Since Union Carbide didn’t issue any safety information regarding
potential leaks, the city was ill-prepared for the emergency and
over 8,000 people were killed instantly, with another 50,000
suffering permanent disabilities, many of them
While Union Carbide initially accepted ‘moral responsibility’
for the disaster, it quickly shifted the blame towards worker
sabotage and away from the lax safety standards and personnel
shortages that led to the leak. The company’s subsequent efforts to
clean up the area were also grossly inadequate, leaving large
quantities of mercury and toxic chemicals that still seep into the
ground water and adversely affect Bhopal’s residents.

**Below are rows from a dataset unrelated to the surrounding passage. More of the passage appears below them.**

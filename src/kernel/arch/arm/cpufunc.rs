// Copyright 2025 The Rustux Authors
//
// Use of this source code is governed by a MIT-style
// license that can be found in the LICENSE file or at
// https://opensource.org/licenses/MIT

//! CPU Function Table
//!
//! Cache maintenance, TLB maintenance and MMU register access differ between
//! ARM core families. The pmap never issues those operations directly; it
//! calls through a [`CpuFuncs`] object selected once at boot for the running
//! CPU class.
//!
//! [`SoftCpu`] is a software model of the table. It records every operation
//! in order and keeps the TTB and DACR values it was given, which is what
//! boot bring-up on a simulator and the unit tests need.

use alloc::vec::Vec;
use core::sync::atomic::{AtomicU32, Ordering};

use crate::kernel::vm::layout::{PAddr, VAddr};

/// Per-CPU-class cache, TLB and MMU operations
///
/// Range operations take virtual addresses in the currently loaded address
/// space. Implementations must be callable from any context the pmap runs in.
pub trait CpuFuncs: Send + Sync {
    /// Write back and invalidate the entire I+D cache
    fn idcache_wbinv_all(&self);

    /// Write back and invalidate the entire D-cache
    fn dcache_wbinv_all(&self);

    /// Write back and invalidate a range of the I+D cache
    fn idcache_wbinv_range(&self, va: VAddr, len: usize);

    /// Write back and invalidate a range of the D-cache
    fn dcache_wbinv_range(&self, va: VAddr, len: usize);

    /// Invalidate a range of the D-cache without writing it back
    fn dcache_inv_range(&self, va: VAddr, len: usize);

    /// Write back a range of the D-cache
    fn dcache_wb_range(&self, va: VAddr, len: usize);

    /// Make a range of freshly written instructions visible to the I-cache
    fn icache_sync_range(&self, va: VAddr, len: usize);

    /// Invalidate the entire I+D TLB
    fn tlb_flush_id(&self);

    /// Invalidate the entire D TLB
    fn tlb_flush_d(&self);

    /// Invalidate one I+D TLB entry
    fn tlb_flush_id_se(&self, va: VAddr);

    /// Invalidate one D TLB entry
    fn tlb_flush_d_se(&self, va: VAddr);

    /// Load the translation table base
    fn setttb(&self, ttb: PAddr);

    /// Load the domain access control register
    fn set_dacr(&self, dacr: u32);

    /// Current translation table base
    fn ttb(&self) -> PAddr;

    /// Current domain access control register
    fn dacr(&self) -> u32;

    /// Wait for outstanding coprocessor operations to complete
    fn cpwait(&self);

    /// Zero the page mapped at `va`
    fn zero_page(&self, va: VAddr);

    /// Copy the page mapped at `src` to the page mapped at `dst`
    fn copy_page(&self, src: VAddr, dst: VAddr);

    /// Clean the XScale mini-data cache
    ///
    /// Only meaningful on XScale; other classes never see it called.
    fn xscale_cache_clean_minidata(&self) {}
}

/// One operation issued to a [`SoftCpu`]
#[derive(Debug, Clone, Copy, PartialEq, Eq)]
pub enum CpuOp {
    IdcacheWbinvAll,
    DcacheWbinvAll,
    IdcacheWbinvRange(VAddr, usize),
    DcacheWbinvRange(VAddr, usize),
    DcacheInvRange(VAddr, usize),
    DcacheWbRange(VAddr, usize),
    IcacheSyncRange(VAddr, usize),
    TlbFlushId,
    TlbFlushD,
    TlbFlushIdSe(VAddr),
    TlbFlushDSe(VAddr),
    SetTtb(PAddr),
    SetDacr(u32),
    Cpwait,
    ZeroPage(VAddr),
    CopyPage(VAddr, VAddr),
    CleanMinidata,
}

impl CpuOp {
    /// Whether the operation invalidates TLB entries
    pub fn is_tlb_op(&self) -> bool {
        matches!(
            self,
            CpuOp::TlbFlushId | CpuOp::TlbFlushD | CpuOp::TlbFlushIdSe(_) | CpuOp::TlbFlushDSe(_)
        )
    }

    /// Whether the operation maintains the caches
    pub fn is_cache_op(&self) -> bool {
        matches!(
            self,
            CpuOp::IdcacheWbinvAll
                | CpuOp::DcacheWbinvAll
                | CpuOp::IdcacheWbinvRange(..)
                | CpuOp::DcacheWbinvRange(..)
                | CpuOp::DcacheInvRange(..)
                | CpuOp::DcacheWbRange(..)
                | CpuOp::IcacheSyncRange(..)
                | CpuOp::CleanMinidata
        )
    }
}

/// Recording software model of the CPU function table
pub struct SoftCpu {
    /// Operations issued so far, oldest first
    log: spin::Mutex<Vec<CpuOp>>,

    /// Translation table base
    ttb: AtomicU32,

    /// Domain access control register
    dacr: AtomicU32,
}

impl SoftCpu {
    /// Create a CPU with TTB and DACR cleared
    pub const fn new() -> Self {
        Self {
            log: spin::Mutex::new(Vec::new()),
            ttb: AtomicU32::new(0),
            dacr: AtomicU32::new(0),
        }
    }

    /// Snapshot of every operation recorded so far
    pub fn ops(&self) -> Vec<CpuOp> {
        self.log.lock().clone()
    }

    /// Drain the operation log
    pub fn take_ops(&self) -> Vec<CpuOp> {
        core::mem::take(&mut *self.log.lock())
    }

    /// Number of recorded operations matching `pred`
    pub fn count(&self, pred: impl Fn(&CpuOp) -> bool) -> usize {
        self.log.lock().iter().filter(|op| pred(op)).count()
    }

    fn record(&self, op: CpuOp) {
        self.log.lock().push(op);
    }
}

impl Default for SoftCpu {
    fn default() -> Self {
        Self::new()
    }
}

impl CpuFuncs for SoftCpu {
    fn idcache_wbinv_all(&self) {
        self.record(CpuOp::IdcacheWbinvAll);
    }

    fn dcache_wbinv_all(&self) {
        self.record(CpuOp::DcacheWbinvAll);
    }

    fn idcache_wbinv_range(&self, va: VAddr, len: usize) {
        self.record(CpuOp::IdcacheWbinvRange(va, len));
    }

    fn dcache_wbinv_range(&self, va: VAddr, len: usize) {
        self.record(CpuOp::DcacheWbinvRange(va, len));
    }

    fn dcache_inv_range(&self, va: VAddr, len: usize) {
        self.record(CpuOp::DcacheInvRange(va, len));
    }

    fn dcache_wb_range(&self, va: VAddr, len: usize) {
        self.record(CpuOp::DcacheWbRange(va, len));
    }

    fn icache_sync_range(&self, va: VAddr, len: usize) {
        self.record(CpuOp::IcacheSyncRange(va, len));
    }

    fn tlb_flush_id(&self) {
        self.record(CpuOp::TlbFlushId);
    }

    fn tlb_flush_d(&self) {
        self.record(CpuOp::TlbFlushD);
    }

    fn tlb_flush_id_se(&self, va: VAddr) {
        self.record(CpuOp::TlbFlushIdSe(va));
    }

    fn tlb_flush_d_se(&self, va: VAddr) {
        self.record(CpuOp::TlbFlushDSe(va));
    }

    fn setttb(&self, ttb: PAddr) {
        self.ttb.store(ttb as u32, Ordering::SeqCst);
        self.record(CpuOp::SetTtb(ttb));
    }

    fn set_dacr(&self, dacr: u32) {
        self.dacr.store(dacr, Ordering::SeqCst);
        self.record(CpuOp::SetDacr(dacr));
    }

    fn ttb(&self) -> PAddr {
        self.ttb.load(Ordering::SeqCst) as PAddr
    }

    fn dacr(&self) -> u32 {
        self.dacr.load(Ordering::SeqCst)
    }

    fn cpwait(&self) {
        barrier();
        self.record(CpuOp::Cpwait);
    }

    fn zero_page(&self, va: VAddr) {
        self.record(CpuOp::ZeroPage(va));
    }

    fn copy_page(&self, src: VAddr, dst: VAddr) {
        self.record(CpuOp::CopyPage(src, dst));
    }

    fn xscale_cache_clean_minidata(&self) {
        self.record(CpuOp::CleanMinidata);
    }
}

/// Full system barrier
#[cfg(target_arch = "aarch64")]
#[inline]
fn barrier() {
    use aarch64_cpu::asm::barrier::{dsb, isb, SY};
    dsb(SY);
    isb(SY);
}

/// Full system barrier
#[cfg(not(target_arch = "aarch64"))]
#[inline]
fn barrier() {
    core::sync::atomic::fence(Ordering::SeqCst);
}

#[cfg(test)]
mod tests {
    use super::*;

    #[test]
    fn test_registers() {
        let cpu = SoftCpu::new();
        assert_eq!(cpu.ttb(), 0);
        cpu.setttb(0x8000_4000);
        cpu.set_dacr(0x4000_0001);
        assert_eq!(cpu.ttb(), 0x8000_4000);
        assert_eq!(cpu.dacr(), 0x4000_0001);
    }

    #[test]
    fn test_log_order_and_drain() {
        let cpu = SoftCpu::new();
        cpu.dcache_wb_range(0x1000, 4);
        cpu.tlb_flush_d_se(0x1000);
        cpu.cpwait();

        assert_eq!(
            cpu.take_ops(),
            vec![CpuOp::DcacheWbRange(0x1000, 4), CpuOp::TlbFlushDSe(0x1000), CpuOp::Cpwait]
        );
        assert!(cpu.ops().is_empty());
    }

    #[test]
    fn test_op_classes() {
        let cpu = SoftCpu::new();
        cpu.tlb_flush_id();
        cpu.idcache_wbinv_all();
        cpu.xscale_cache_clean_minidata();
        assert_eq!(cpu.count(CpuOp::is_tlb_op), 1);
        assert_eq!(cpu.count(CpuOp::is_cache_op), 2);
    }
}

In 2001, Union Carbide merged with Dow Chemical, which accepted
legal responsibility for its toxic legacy. Like Union Carbide,
however, Dow has done little for the region. The company recently
agreed to compensation averaging roughly $500 per victim, but these
funds have only begun to address a fraction of the devastated
city’s medical and economic woes. By refusing to correct its toxic
past in India, Dow has attracted the attention of activists
worldwide who hope to hold the corporation accountable for the
death and devastation it has helped create.